*** Opening of SUPPLIED RECORDS ***

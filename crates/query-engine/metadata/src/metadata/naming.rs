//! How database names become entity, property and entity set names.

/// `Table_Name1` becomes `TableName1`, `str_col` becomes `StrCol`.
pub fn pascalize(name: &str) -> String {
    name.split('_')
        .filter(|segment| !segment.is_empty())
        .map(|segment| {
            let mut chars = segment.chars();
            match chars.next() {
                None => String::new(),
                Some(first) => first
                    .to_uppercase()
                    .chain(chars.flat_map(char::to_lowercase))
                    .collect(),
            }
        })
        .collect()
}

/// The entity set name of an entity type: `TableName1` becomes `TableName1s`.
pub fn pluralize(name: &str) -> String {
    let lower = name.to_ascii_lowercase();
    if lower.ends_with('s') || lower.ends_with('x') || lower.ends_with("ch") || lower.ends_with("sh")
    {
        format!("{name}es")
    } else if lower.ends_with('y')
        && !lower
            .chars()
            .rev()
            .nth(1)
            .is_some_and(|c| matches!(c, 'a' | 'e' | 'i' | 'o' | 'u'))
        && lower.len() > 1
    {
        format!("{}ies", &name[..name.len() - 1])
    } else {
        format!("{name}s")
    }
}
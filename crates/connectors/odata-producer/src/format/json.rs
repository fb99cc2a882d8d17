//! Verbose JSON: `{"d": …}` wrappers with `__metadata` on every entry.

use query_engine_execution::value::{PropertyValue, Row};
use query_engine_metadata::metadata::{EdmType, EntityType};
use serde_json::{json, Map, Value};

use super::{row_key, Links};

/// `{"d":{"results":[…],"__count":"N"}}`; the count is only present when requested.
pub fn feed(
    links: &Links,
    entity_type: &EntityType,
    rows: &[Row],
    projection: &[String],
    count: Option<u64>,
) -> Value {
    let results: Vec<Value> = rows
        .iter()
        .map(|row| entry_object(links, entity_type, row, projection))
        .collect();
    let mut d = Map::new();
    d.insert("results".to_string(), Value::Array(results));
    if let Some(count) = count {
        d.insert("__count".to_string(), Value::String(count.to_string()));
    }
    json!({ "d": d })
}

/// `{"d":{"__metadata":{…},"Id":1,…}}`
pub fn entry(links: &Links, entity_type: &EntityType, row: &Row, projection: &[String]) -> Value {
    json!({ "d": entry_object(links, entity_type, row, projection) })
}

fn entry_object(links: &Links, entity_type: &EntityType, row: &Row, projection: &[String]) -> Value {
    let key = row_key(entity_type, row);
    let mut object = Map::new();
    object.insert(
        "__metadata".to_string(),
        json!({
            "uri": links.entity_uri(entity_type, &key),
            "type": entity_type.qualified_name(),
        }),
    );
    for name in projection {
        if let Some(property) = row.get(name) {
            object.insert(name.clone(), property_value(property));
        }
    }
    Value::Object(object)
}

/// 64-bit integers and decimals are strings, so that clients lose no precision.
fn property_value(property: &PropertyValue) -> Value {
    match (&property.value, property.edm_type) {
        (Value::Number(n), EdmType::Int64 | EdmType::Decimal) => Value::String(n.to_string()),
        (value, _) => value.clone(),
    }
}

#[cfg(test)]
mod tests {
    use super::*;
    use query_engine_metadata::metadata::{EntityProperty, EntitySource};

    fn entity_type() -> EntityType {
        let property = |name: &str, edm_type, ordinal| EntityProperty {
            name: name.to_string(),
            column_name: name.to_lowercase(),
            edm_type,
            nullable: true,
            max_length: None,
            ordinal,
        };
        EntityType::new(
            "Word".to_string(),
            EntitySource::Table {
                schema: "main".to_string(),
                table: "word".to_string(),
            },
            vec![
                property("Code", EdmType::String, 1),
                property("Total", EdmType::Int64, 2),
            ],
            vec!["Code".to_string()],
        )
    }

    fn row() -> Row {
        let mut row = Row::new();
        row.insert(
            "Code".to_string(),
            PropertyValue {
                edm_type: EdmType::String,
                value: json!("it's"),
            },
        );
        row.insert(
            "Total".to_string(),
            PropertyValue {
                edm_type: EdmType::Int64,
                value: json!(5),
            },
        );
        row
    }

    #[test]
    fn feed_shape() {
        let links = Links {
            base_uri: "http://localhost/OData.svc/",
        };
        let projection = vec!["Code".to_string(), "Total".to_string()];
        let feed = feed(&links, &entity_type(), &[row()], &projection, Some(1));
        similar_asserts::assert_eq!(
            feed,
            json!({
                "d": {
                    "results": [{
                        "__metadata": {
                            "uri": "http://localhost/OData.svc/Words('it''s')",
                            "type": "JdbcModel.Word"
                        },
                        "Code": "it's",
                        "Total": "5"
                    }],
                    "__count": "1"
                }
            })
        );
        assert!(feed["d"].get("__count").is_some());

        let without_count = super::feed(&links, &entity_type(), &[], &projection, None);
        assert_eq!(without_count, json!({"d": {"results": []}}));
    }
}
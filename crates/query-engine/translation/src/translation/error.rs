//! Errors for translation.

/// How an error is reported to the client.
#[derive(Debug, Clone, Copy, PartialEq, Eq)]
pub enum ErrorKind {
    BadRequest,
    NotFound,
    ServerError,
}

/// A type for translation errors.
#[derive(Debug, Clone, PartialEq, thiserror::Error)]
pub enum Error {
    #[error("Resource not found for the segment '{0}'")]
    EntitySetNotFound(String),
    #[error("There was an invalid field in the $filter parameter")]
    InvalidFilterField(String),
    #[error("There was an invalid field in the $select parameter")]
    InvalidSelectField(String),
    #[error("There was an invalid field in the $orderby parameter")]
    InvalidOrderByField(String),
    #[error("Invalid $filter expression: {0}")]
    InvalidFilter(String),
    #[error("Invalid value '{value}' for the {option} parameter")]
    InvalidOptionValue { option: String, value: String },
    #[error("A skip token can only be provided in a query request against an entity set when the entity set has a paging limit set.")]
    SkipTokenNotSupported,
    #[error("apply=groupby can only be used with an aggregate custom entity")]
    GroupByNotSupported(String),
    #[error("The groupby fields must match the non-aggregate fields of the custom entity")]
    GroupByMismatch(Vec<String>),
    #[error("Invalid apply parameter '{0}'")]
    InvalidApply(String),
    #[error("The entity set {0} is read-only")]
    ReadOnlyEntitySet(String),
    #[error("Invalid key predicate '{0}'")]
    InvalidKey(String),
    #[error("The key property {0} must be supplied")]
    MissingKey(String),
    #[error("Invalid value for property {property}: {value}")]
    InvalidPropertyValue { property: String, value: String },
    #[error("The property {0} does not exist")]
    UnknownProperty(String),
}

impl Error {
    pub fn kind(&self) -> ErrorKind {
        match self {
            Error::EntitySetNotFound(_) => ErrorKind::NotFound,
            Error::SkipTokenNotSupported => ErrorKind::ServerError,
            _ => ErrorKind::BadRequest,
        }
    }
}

*** Close of SUPPLIED RECORDS ***

**TASK DIRECTIONS**
From the first line to the last, output the records word for word.

**RESPONSE AREA**
filename crates/query-engine/metadata/src/metadata/naming.rs
//! How database names become entity, property and entity set names.

/// `Table_Name1` becomes `TableName1`, `str_col` becomes `StrCol`.
pub fn pascalize(name: &str) -> String {
    name.split('_')
        .filter(|segment| !segment.is_empty())
        .map(|segment| {
            let mut chars = segment.chars();
            match chars.next() {
                None => String::new(),
                Some(first) => first
                    .to_uppercase()
                    .chain(chars.flat_map(char::to_lowercase))
                    .collect(),
            }
        })
        .collect()
}

/// The entity set name of an entity type: `TableName1` becomes `TableName1s`.
pub fn pluralize(name: &str) -> String {
    let lower = name.to_ascii_lowercase();
    if lower.ends_with('s') || lower.ends_with('x') || lower.ends_with("ch") || lower.ends_with("sh")
    {
        format!("{name}es")
    } else if lower.ends_with('y')
        && !lower
            .chars()
            .rev()
            .nth(1)
            .is_some_and(|c| matches!(c, 'a' | 'e' | 'i' | 'o' | 'u'))
        && lower.len() > 1
    {
        format!("{}ies", &name[..name.len() - 1])
    } else {
        format!("{name}s")
    }
}
filename crates/connectors/odata-producer/src/format/json.rs
repository fb99cc2a882d8d17
//! Verbose JSON: `{"d": …}` wrappers with `__metadata` on every entry.

use query_engine_execution::value::{PropertyValue, Row};
use query_engine_metadata::metadata::{EdmType, EntityType};
use serde_json::{json, Map, Value};

use super::{row_key, Links};

/// `{"d":{"results":[…],"__count":"N"}}`; the count is only present when requested.
pub fn feed(
    links: &Links,
    entity_type: &EntityType,
    rows: &[Row],
    projection: &[String],
    count: Option<u64>,
) -> Value {
    let results: Vec<Value> = rows
        .iter()
        .map(|row| entry_object(links, entity_type, row, projection))
        .collect();
    let mut d = Map::new();
    d.insert("results".to_string(), Value::Array(results));
    if let Some(count) = count {
        d.insert("__count".to_string(), Value::String(count.to_string()));
    }
    json!({ "d": d })
}

/// `{"d":{"__metadata":{…},"Id":1,…}}`
pub fn entry(links: &Links, entity_type: &EntityType, row: &Row, projection: &[String]) -> Value {
    json!({ "d": entry_object(links, entity_type, row, projection) })
}

fn entry_object(links: &Links, entity_type: &EntityType, row: &Row, projection: &[String]) -> Value {
    let key = row_key(entity_type, row);
    let mut object = Map::new();
    object.insert(
        "__metadata".to_string(),
        json!({
            "uri": links.entity_uri(entity_type, &key),
            "type": entity_type.qualified_name(),
        }),
    );
    for name in projection {
        if let Some(property) = row.get(name) {
            object.insert(name.clone(), property_value(property));
        }
    }
    Value::Object(object)
}

/// 64-bit integers and decimals are strings, so that clients lose no precision.
fn property_value(property: &PropertyValue) -> Value {
    match (&property.value, property.edm_type) {
        (Value::Number(n), EdmType::Int64 | EdmType::Decimal) => Value::String(n.to_string()),
        (value, _) => value.clone(),
    }
}

#[cfg(test)]
mod tests {
    use super::*;
    use query_engine_metadata::metadata::{EntityProperty, EntitySource};

    fn entity_type() -> EntityType {
        let property = |name: &str, edm_type, ordinal| EntityProperty {
            name: name.to_string(),
            column_name: name.to_lowercase(),
            edm_type,
            nullable: true,
            max_length: None,
            ordinal,
        };
        EntityType::new(
            "Word".to_string(),
            EntitySource::Table {
                schema: "main".to_string(),
                table: "word".to_string(),
            },
            vec![
                property("Code", EdmType::String, 1),
                property("Total", EdmType::Int64, 2),
            ],
            vec!["Code".to_string()],
        )
    }

    fn row() -> Row {
        let mut row = Row::new();
        row.insert(
            "Code".to_string(),
            PropertyValue {
                edm_type: EdmType::String,
                value: json!("it's"),
            },
        );
        row.insert(
            "Total".to_string(),
            PropertyValue {
                edm_type: EdmType::Int64,
                value: json!(5),
            },
        );
        row
    }

    #[test]
    fn feed_shape() {
        let links = Links {
            base_uri: "http://localhost/OData.svc/",
        };
        let projection = vec!["Code".to_string(), "Total".to_string()];
        let feed = feed(&links, &entity_type(), &[row()], &projection, Some(1));
        similar_asserts::assert_eq!(
            feed,
            json!({
                "d": {
                    "results": [{
                        "__metadata": {
                            "uri": "http://localhost/OData.svc/Words('it''s')",
                            "type": "JdbcModel.Word"
                        },
                        "Code": "it's",
                        "Total": "5"
                    }],
                    "__count": "1"
                }
            })
        );
        assert!(feed["d"].get("__count").is_some());

        let without_count = super::feed(&links, &entity_type(), &[], &projection, None);
        assert_eq!(without_count, json!({"d": {"results": []}}));
    }
}
filename crates/query-engine/translation/src/translation/error.rs
//! Errors for translation.

/// How an error is reported to the client.
#[derive(Debug, Clone, Copy, PartialEq, Eq)]
pub enum ErrorKind {
    BadRequest,
    NotFound,
    ServerError,
}

/// A type for translation errors.
#[derive(Debug, Clone, PartialEq, thiserror::Error)]
pub enum Error {
    #[error("Resource not found for the segment '{0}'")]
    EntitySetNotFound(String),
    #[error("There was an invalid field in the $filter parameter")]
    InvalidFilterField(String),
    #[error("There was an invalid field in the $select parameter")]
    InvalidSelectField(String),
    #[error("There was an invalid field in the $orderby parameter")]
    InvalidOrderByField(String),
    #[error("Invalid $filter expression: {0}")]
    InvalidFilter(String),
    #[error("Invalid value '{value}' for the {option} parameter")]
    InvalidOptionValue { option: String, value: String },
    #[error("A skip token can only be provided in a query request against an entity set when the entity set has a paging limit set.")]
    SkipTokenNotSupported,
    #[error("apply=groupby can only be used with an aggregate custom entity")]
    GroupByNotSupported(String),
    #[error("The groupby fields must match the non-aggregate fields of the custom entity")]
    GroupByMismatch(Vec<String>),
    #[error("Invalid apply parameter '{0}'")]
    InvalidApply(String),
    #[error("The entity set {0} is read-only")]
    ReadOnlyEntitySet(String),
    #[error("Invalid key predicate '{0}'")]
    InvalidKey(String),
    #[error("The key property {0} must be supplied")]
    MissingKey(String),
    #[error("Invalid value for property {property}: {value}")]
    InvalidPropertyValue { property: String, value: String },
    #[error("The property {0} does not exist")]
    UnknownProperty(String),
}

impl Error {
    pub fn kind(&self) -> ErrorKind {
        match self {
            Error::EntitySetNotFound(_) => ErrorKind::NotFound,
            Error::SkipTokenNotSupported => ErrorKind::ServerError,
            _ => ErrorKind::BadRequest,
        }
    }
}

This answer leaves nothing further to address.